Segment Open

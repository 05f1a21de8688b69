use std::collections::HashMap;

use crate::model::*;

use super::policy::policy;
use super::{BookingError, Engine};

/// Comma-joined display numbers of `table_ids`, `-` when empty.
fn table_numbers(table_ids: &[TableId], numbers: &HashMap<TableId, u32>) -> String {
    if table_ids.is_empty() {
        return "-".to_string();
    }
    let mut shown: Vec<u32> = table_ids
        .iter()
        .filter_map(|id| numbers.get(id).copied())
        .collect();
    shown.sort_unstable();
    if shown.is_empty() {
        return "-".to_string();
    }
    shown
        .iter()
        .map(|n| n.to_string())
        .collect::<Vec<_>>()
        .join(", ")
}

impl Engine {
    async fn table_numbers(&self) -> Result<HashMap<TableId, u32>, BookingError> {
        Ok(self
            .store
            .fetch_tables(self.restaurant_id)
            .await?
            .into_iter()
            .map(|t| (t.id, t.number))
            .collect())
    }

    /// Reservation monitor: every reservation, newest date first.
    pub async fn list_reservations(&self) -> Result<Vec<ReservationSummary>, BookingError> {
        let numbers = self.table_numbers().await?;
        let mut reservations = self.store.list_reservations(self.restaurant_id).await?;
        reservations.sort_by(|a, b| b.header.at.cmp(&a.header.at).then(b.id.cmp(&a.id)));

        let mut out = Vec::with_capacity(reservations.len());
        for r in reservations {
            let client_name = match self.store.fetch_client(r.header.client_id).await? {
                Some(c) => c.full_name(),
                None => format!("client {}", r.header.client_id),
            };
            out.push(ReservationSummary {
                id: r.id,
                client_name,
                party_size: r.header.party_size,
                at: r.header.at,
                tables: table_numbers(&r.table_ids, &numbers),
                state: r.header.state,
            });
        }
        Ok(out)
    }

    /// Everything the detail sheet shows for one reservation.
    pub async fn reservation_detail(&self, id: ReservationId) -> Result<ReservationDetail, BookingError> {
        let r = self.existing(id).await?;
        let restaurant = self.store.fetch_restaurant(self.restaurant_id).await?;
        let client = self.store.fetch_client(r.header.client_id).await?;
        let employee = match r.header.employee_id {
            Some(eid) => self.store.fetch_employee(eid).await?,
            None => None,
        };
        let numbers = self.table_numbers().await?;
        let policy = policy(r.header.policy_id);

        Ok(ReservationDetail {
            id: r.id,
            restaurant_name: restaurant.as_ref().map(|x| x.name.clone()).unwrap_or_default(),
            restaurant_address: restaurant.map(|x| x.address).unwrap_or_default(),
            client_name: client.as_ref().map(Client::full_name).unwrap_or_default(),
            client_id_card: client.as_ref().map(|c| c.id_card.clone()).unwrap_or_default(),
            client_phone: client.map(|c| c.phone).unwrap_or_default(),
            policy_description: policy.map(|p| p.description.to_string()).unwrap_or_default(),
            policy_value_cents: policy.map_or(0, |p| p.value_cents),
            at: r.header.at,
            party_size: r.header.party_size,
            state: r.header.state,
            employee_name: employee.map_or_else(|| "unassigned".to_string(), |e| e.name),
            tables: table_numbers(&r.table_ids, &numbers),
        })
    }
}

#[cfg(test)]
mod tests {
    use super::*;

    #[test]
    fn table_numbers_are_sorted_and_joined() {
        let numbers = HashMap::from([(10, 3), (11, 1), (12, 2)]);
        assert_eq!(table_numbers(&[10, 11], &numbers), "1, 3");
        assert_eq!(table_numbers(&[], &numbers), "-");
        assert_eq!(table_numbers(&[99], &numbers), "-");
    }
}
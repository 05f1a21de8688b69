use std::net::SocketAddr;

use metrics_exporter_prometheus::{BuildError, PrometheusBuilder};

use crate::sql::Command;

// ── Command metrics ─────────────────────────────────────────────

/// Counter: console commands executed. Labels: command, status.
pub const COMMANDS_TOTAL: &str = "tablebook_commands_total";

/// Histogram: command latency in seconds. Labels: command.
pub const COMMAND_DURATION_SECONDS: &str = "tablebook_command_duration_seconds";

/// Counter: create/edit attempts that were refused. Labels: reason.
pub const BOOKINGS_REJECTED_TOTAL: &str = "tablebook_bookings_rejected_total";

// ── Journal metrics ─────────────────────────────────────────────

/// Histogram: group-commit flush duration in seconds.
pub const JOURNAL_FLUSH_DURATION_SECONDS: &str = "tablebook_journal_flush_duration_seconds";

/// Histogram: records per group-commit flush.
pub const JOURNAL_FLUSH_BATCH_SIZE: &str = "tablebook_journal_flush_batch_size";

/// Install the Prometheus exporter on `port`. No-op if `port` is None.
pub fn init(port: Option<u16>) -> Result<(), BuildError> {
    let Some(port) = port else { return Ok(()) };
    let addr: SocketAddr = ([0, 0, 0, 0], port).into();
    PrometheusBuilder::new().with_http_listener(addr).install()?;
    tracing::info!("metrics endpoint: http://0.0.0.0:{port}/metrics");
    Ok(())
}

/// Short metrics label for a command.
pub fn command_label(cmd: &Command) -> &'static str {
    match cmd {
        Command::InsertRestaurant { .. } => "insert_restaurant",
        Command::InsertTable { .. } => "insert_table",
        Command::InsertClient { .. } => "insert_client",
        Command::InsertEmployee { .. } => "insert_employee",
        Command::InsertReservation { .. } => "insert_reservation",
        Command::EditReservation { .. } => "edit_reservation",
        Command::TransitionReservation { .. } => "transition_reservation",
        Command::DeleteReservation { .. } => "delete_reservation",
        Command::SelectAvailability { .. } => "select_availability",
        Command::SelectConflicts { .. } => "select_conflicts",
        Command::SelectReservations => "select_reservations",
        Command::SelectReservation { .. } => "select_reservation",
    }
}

Segment Closed

What is being asked: Copy every line of the material exactly, keeping all of it.

Answer space:
repository 05f1a21de8688b69
use std::collections::HashMap;

use crate::model::*;

use super::policy::policy;
use super::{BookingError, Engine};

/// Comma-joined display numbers of `table_ids`, `-` when empty.
fn table_numbers(table_ids: &[TableId], numbers: &HashMap<TableId, u32>) -> String {
    if table_ids.is_empty() {
        return "-".to_string();
    }
    let mut shown: Vec<u32> = table_ids
        .iter()
        .filter_map(|id| numbers.get(id).copied())
        .collect();
    shown.sort_unstable();
    if shown.is_empty() {
        return "-".to_string();
    }
    shown
        .iter()
        .map(|n| n.to_string())
        .collect::<Vec<_>>()
        .join(", ")
}

impl Engine {
    async fn table_numbers(&self) -> Result<HashMap<TableId, u32>, BookingError> {
        Ok(self
            .store
            .fetch_tables(self.restaurant_id)
            .await?
            .into_iter()
            .map(|t| (t.id, t.number))
            .collect())
    }

    /// Reservation monitor: every reservation, newest date first.
    pub async fn list_reservations(&self) -> Result<Vec<ReservationSummary>, BookingError> {
        let numbers = self.table_numbers().await?;
        let mut reservations = self.store.list_reservations(self.restaurant_id).await?;
        reservations.sort_by(|a, b| b.header.at.cmp(&a.header.at).then(b.id.cmp(&a.id)));

        let mut out = Vec::with_capacity(reservations.len());
        for r in reservations {
            let client_name = match self.store.fetch_client(r.header.client_id).await? {
                Some(c) => c.full_name(),
                None => format!("client {}", r.header.client_id),
            };
            out.push(ReservationSummary {
                id: r.id,
                client_name,
                party_size: r.header.party_size,
                at: r.header.at,
                tables: table_numbers(&r.table_ids, &numbers),
                state: r.header.state,
            });
        }
        Ok(out)
    }

    /// Everything the detail sheet shows for one reservation.
    pub async fn reservation_detail(&self, id: ReservationId) -> Result<ReservationDetail, BookingError> {
        let r = self.existing(id).await?;
        let restaurant = self.store.fetch_restaurant(self.restaurant_id).await?;
        let client = self.store.fetch_client(r.header.client_id).await?;
        let employee = match r.header.employee_id {
            Some(eid) => self.store.fetch_employee(eid).await?,
            None => None,
        };
        let numbers = self.table_numbers().await?;
        let policy = policy(r.header.policy_id);

        Ok(ReservationDetail {
            id: r.id,
            restaurant_name: restaurant.as_ref().map(|x| x.name.clone()).unwrap_or_default(),
            restaurant_address: restaurant.map(|x| x.address).unwrap_or_default(),
            client_name: client.as_ref().map(Client::full_name).unwrap_or_default(),
            client_id_card: client.as_ref().map(|c| c.id_card.clone()).unwrap_or_default(),
            client_phone: client.map(|c| c.phone).unwrap_or_default(),
            policy_description: policy.map(|p| p.description.to_string()).unwrap_or_default(),
            policy_value_cents: policy.map_or(0, |p| p.value_cents),
            at: r.header.at,
            party_size: r.header.party_size,
            state: r.header.state,
            employee_name: employee.map_or_else(|| "unassigned".to_string(), |e| e.name),
            tables: table_numbers(&r.table_ids, &numbers),
        })
    }
}

#[cfg(test)]
mod tests {
    use super::*;

    #[test]
    fn table_numbers_are_sorted_and_joined() {
        let numbers = HashMap::from([(10, 3), (11, 1), (12, 2)]);
        assert_eq!(table_numbers(&[10, 11], &numbers), "1, 3");
        assert_eq!(table_numbers(&[], &numbers), "-");
        assert_eq!(table_numbers(&[99], &numbers), "-");
    }
}
repository 05f1a21de8688b69
use std::net::SocketAddr;

use metrics_exporter_prometheus::{BuildError, PrometheusBuilder};

use crate::sql::Command;

// ── Command metrics ─────────────────────────────────────────────

/// Counter: console commands executed. Labels: command, status.
pub const COMMANDS_TOTAL: &str = "tablebook_commands_total";

/// Histogram: command latency in seconds. Labels: command.
pub const COMMAND_DURATION_SECONDS: &str = "tablebook_command_duration_seconds";

/// Counter: create/edit attempts that were refused. Labels: reason.
pub const BOOKINGS_REJECTED_TOTAL: &str = "tablebook_bookings_rejected_total";

// ── Journal metrics ─────────────────────────────────────────────

/// Histogram: group-commit flush duration in seconds.
pub const JOURNAL_FLUSH_DURATION_SECONDS: &str = "tablebook_journal_flush_duration_seconds";

/// Histogram: records per group-commit flush.
pub const JOURNAL_FLUSH_BATCH_SIZE: &str = "tablebook_journal_flush_batch_size";

/// Install the Prometheus exporter on `port`. No-op if `port` is None.
pub fn init(port: Option<u16>) -> Result<(), BuildError> {
    let Some(port) = port else { return Ok(()) };
    let addr: SocketAddr = ([0, 0, 0, 0], port).into();
    PrometheusBuilder::new().with_http_listener(addr).install()?;
    tracing::info!("metrics endpoint: http://0.0.0.0:{port}/metrics");
    Ok(())
}

/// Short metrics label for a command.
pub fn command_label(cmd: &Command) -> &'static str {
    match cmd {
        Command::InsertRestaurant { .. } => "insert_restaurant",
        Command::InsertTable { .. } => "insert_table",
        Command::InsertClient { .. } => "insert_client",
        Command::InsertEmployee { .. } => "insert_employee",
        Command::InsertReservation { .. } => "insert_reservation",
        Command::EditReservation { .. } => "edit_reservation",
        Command::TransitionReservation { .. } => "transition_reservation",
        Command::DeleteReservation { .. } => "delete_reservation",
        Command::SelectAvailability { .. } => "select_availability",
        Command::SelectConflicts { .. } => "select_conflicts",
        Command::SelectReservations => "select_reservations",
        Command::SelectReservation { .. } => "select_reservation",
    }
}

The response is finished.